Alors commencèrent les Jeux de sainte Foy, comme on appela ses miracles innombrables: les prisonniers bénéficiaient surtout de ses faveurs; comme, délivrés, ils n’avaient plus que faire de leurs chaînes, ils les offraient à leur libératrice: les grilles du sanctuaire ne proviendraient pas d’autres fers...

Dans le tympan du portail, au-dessous de sainte Foy couronnée par des anges, l’église de Conques est représentée avec des carcans commémoratifs en ex-voto, parmi les scènes du Jugement dernier; ce bas-relief, où figurent une centaine de personnages, le Christ, les apôtres, des anges, les damnés, les élus, les martyrs, les saintes femmes, les péchés et les vices, dans un pêle-mêle d’art et de naïveté, avec de l’habileté et des gaucheries, le tout d’une exécution verveuse souvent, avec l’avantage sur tant d’autres compositions de ce motif de la même époque, d’être fort bien conservé, ce bas-relief suffit à provoquer la venue des archéologues...

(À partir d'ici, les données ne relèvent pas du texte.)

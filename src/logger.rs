use tracing_subscriber::{EnvFilter, FmtSubscriber};

/// Installs the global subscriber. `LODE_LOG` wins over `RUST_LOG`; without
/// either the level follows `verbose`. Diagnostics go to stderr so reports
/// on stdout stay clean.
pub fn init_logging(verbose: bool, no_color: bool) {
    let filter = std::env::var("LODE_LOG")
        .or_else(|_err| std::env::var("RUST_LOG"))
        .map_or_else(
            |_err| {
                if verbose {
                    EnvFilter::new("debug")
                } else {
                    EnvFilter::new("info")
                }
            },
            |value| EnvFilter::try_new(value).unwrap_or_else(|_err| EnvFilter::new("info")),
        );

    let subscriber = FmtSubscriber::builder()
        .with_env_filter(filter)
        .with_ansi(!no_color)
        .with_writer(std::io::stderr)
        .finish();

    if let Err(err) = tracing::subscriber::set_global_default(subscriber) {
        eprintln!("Failed to set global default subscriber: {}", err);
    }
}

#[cfg(test)]
mod tests {
    use super::*;

    #[test]
    fn init_logging_is_idempotent() {
        init_logging(false, true);
        init_logging(true, false);
    }
}
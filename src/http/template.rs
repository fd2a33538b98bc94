use std::path::{Path, PathBuf};
use std::time::Duration;

use bytes::Bytes;
use http::header::{HeaderMap, HeaderName, HeaderValue};
use reqwest::{Method, Url};

use crate::error::HttpError;

/// Where a request body comes from. A file takes precedence over inline text.
#[derive(Debug, Clone, Default, PartialEq, Eq)]
pub enum BodySource {
    #[default]
    Empty,
    Inline(String),
    File(PathBuf),
}

impl BodySource {
    #[must_use]
    pub fn from_parts(file: Option<&Path>, body: Option<&str>) -> Self {
        match (file, body) {
            (Some(path), _) if !path.as_os_str().is_empty() => Self::File(path.to_path_buf()),
            (_, Some(text)) if !text.is_empty() => Self::Inline(text.to_owned()),
            (_, _) => Self::Empty,
        }
    }

    /// Reads the body once; requests clone the returned buffer.
    ///
    /// # Errors
    ///
    /// Returns an error when the body file cannot be read.
    pub async fn load(&self) -> Result<Option<Bytes>, HttpError> {
        match self {
            Self::Empty => Ok(None),
            Self::Inline(text) => Ok(Some(Bytes::from(text.clone()))),
            Self::File(path) => {
                let contents = tokio::fs::read(path)
                    .await
                    .map_err(|source| HttpError::ReadBodyFile {
                        path: path.clone(),
                        source,
                    })?;
                Ok(Some(Bytes::from(contents)))
            }
        }
    }
}

/// Immutable description of the request every worker issues.
#[derive(Debug, Clone)]
pub struct RequestTemplate {
    method: Method,
    url: Url,
    headers: HeaderMap,
    body: Option<Bytes>,
    timeout: Duration,
}

impl RequestTemplate {
    /// # Errors
    ///
    /// Returns an error when the method is not a valid token or the URL
    /// cannot be parsed.
    pub fn new(method: &str, url: &str, timeout: Duration) -> Result<Self, HttpError> {
        let normalized = method.trim().to_ascii_uppercase();
        let method = Method::from_bytes(normalized.as_bytes())
            .map_err(|_err| HttpError::InvalidMethod {
                method: method.to_owned(),
            })?;
        let url = Url::parse(url).map_err(|source| HttpError::InvalidUrl {
            url: url.to_owned(),
            source,
        })?;
        Ok(Self {
            method,
            url,
            headers: HeaderMap::new(),
            body: None,
            timeout,
        })
    }

    /// Sets `name` to `value`, replacing any earlier value for that name.
    ///
    /// # Errors
    ///
    /// Returns an error when the name or value is not valid in HTTP.
    pub fn with_header(mut self, name: &str, value: &str) -> Result<Self, HttpError> {
        let header_name =
            HeaderName::from_bytes(name.as_bytes()).map_err(|source| {
                HttpError::InvalidHeaderName {
                    header: name.to_owned(),
                    source,
                }
            })?;
        let header_value =
            HeaderValue::from_str(value).map_err(|source| HttpError::InvalidHeaderValue {
                header: name.to_owned(),
                source,
            })?;
        self.headers.insert(header_name, header_value);
        Ok(self)
    }

    #[must_use]
    pub fn with_body(mut self, body: Option<Bytes>) -> Self {
        self.body = body;
        self
    }

    #[must_use]
    pub const fn method(&self) -> &Method {
        &self.method
    }

    #[must_use]
    pub const fn url(&self) -> &Url {
        &self.url
    }

    #[must_use]
    pub const fn headers(&self) -> &HeaderMap {
        &self.headers
    }

    #[must_use]
    pub const fn body(&self) -> Option<&Bytes> {
        self.body.as_ref()
    }

    #[must_use]
    pub const fn timeout(&self) -> Duration {
        self.timeout
    }

    /// `METHOD URL`, as shown in reports.
    #[must_use]
    pub fn target(&self) -> String {
        format!("{} {}", self.method, self.url)
    }
}
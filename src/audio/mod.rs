//! Audio engine for MIDI synthesis and playback.
//!
//! This module provides real-time MIDI synthesis using rustysynth
//! and audio output via rodio. It supports:
//! - Loading SoundFont files for instrument sounds
//! - A hardware-paced playback clock counted from the output stream
//! - Offline WAV export through the same scheduler

pub mod engine;
pub mod export;

pub use engine::{AudioClock, AudioEngine, SynthHandle, SAMPLE_RATE};
pub use export::export_to_wav;
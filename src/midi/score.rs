//! Parsed score representation.
//!
//! These types are the boundary between the score parser and the timing
//! pipeline. They stay tick-based and only lightly validated: range checks
//! and dropping of bad entries happen in the timeline builder, so any parser
//! can produce them.

use serde::{Deserialize, Serialize};

/// A single note as read from the score, in ticks.
#[derive(Debug, Clone, PartialEq, Serialize, Deserialize)]
pub struct RawNote {
    /// Tick at which the key is struck.
    pub on_tick: u64,

    /// Tick at which the key is released. `None` if the file never closed it.
    pub off_tick: Option<u64>,

    /// MIDI note number (0-127). 60 = Middle C (C4).
    pub pitch: u8,

    /// Strike velocity normalized to 0.0-1.0.
    pub velocity: f32,

    /// MIDI channel (0-15).
    pub channel: u8,
}

impl RawNote {
    /// Creates a closed note.
    pub fn new(pitch: u8, velocity: f32, channel: u8, on_tick: u64, off_tick: u64) -> Self {
        Self {
            on_tick,
            off_tick: Some(off_tick),
            pitch,
            velocity,
            channel,
        }
    }
}

/// A control change event as read from the score.
#[derive(Debug, Clone, Copy, PartialEq, Eq, Serialize, Deserialize)]
pub struct RawControl {
    pub tick: u64,
    pub controller: u8,
    pub value: u8,
    pub channel: u8,
}

/// A tempo change, expressed the way MIDI stores it.
#[derive(Debug, Clone, Copy, PartialEq, Eq, Serialize, Deserialize)]
pub struct RawTempoChange {
    pub tick: u64,
    pub microseconds_per_beat: u32,
}

impl RawTempoChange {
    /// Creates a tempo change from beats per minute.
    #[cfg(test)]
    pub fn from_bpm(tick: u64, bpm: f64) -> Self {
        Self {
            tick,
            microseconds_per_beat: (60_000_000.0 / bpm).round() as u32,
        }
    }
}

/// The instrument a channel should start with.
#[derive(Debug, Clone, Copy, PartialEq, Eq, Serialize, Deserialize)]
pub struct ProgramAssignment {
    pub channel: u8,
    /// MIDI program number (0-127).
    pub program: u8,
}

/// One track of the score: its notes and control changes in parse order.
#[derive(Debug, Clone, Default, PartialEq, Serialize, Deserialize)]
pub struct RawTrack {
    /// Human-readable name for the track.
    pub name: String,
    pub notes: Vec<RawNote>,
    pub controls: Vec<RawControl>,
}

impl RawTrack {
    pub fn new(name: impl Into<String>) -> Self {
        Self {
            name: name.into(),
            ..Default::default()
        }
    }
}

/// A complete parsed score.
#[derive(Debug, Clone, PartialEq, Serialize, Deserialize)]
pub struct RawScore {
    /// Display name, usually the file stem.
    pub name: String,

    /// Tick resolution from the file header.
    pub ticks_per_beat: u16,

    pub tracks: Vec<RawTrack>,

    /// Tempo changes from every track, in parse order.
    pub tempo_changes: Vec<RawTempoChange>,

    /// Initial instrument per channel, if the file selects one.
    #[serde(default)]
    pub programs: Vec<ProgramAssignment>,
}

impl RawScore {
    /// Creates an empty score with the given tick resolution.
    pub fn new(name: impl Into<String>, ticks_per_beat: u16) -> Self {
        Self {
            name: name.into(),
            ticks_per_beat,
            tracks: Vec::new(),
            tempo_changes: Vec::new(),
            programs: Vec::new(),
        }
    }

    /// Returns the total number of raw notes across all tracks.
    pub fn note_count(&self) -> usize {
        self.tracks.iter().map(|t| t.notes.len()).sum()
    }
}

#[cfg(test)]
mod tests {
    use super::*;

    #[test]
    fn test_tempo_from_bpm() {
        assert_eq!(RawTempoChange::from_bpm(0, 120.0).microseconds_per_beat, 500_000);
        assert_eq!(RawTempoChange::from_bpm(0, 60.0).microseconds_per_beat, 1_000_000);
    }

    #[test]
    fn test_note_count() {
        let mut score = RawScore::new("Test", 480);
        let mut a = RawTrack::new("A");
        a.notes.push(RawNote::new(60, 0.8, 0, 0, 480));
        a.notes.push(RawNote::new(64, 0.8, 0, 0, 480));
        let mut b = RawTrack::new("B");
        b.notes.push(RawNote::new(36, 0.5, 1, 0, 960));
        score.tracks.push(a);
        score.tracks.push(b);
        assert_eq!(score.note_count(), 3);
    }
}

Les montagnes de l’Aveyron, près de Conques.

Et le trésor!

Quel éblouissement!

A mesure que le portier carliste, tout en me narrant son exode en France, ses courses périlleuses aux défilés des Pyrénées, s’interrompt pour me désigner le reliquaire de Pépin, la statue d’or de sainte Foy, l’A de Charlemagne (qui aurait envoyé à Conques le premier des reliquaires en forme de lettres de l’alphabet, dont il donna les vingt-deux suivantes à d’autres abbayes), et des gémellions, et des bassins, et des châsses, et des croix, et des reliures, et des chasubles, c’est comme un conte oriental, dans une grotte de fabuleuses pierreries et de métaux précieux, de l’or jaune, de l’or rouge, des cabochons, des perles, des cornalines, des émaux, des onyx, des agates, des saphirs, des améthystes, d’une orfèvrerie tantôt barbare, tantôt délicate, toujours somptueuse!

On sort de là comme d’une caverne de féerie et de rêve.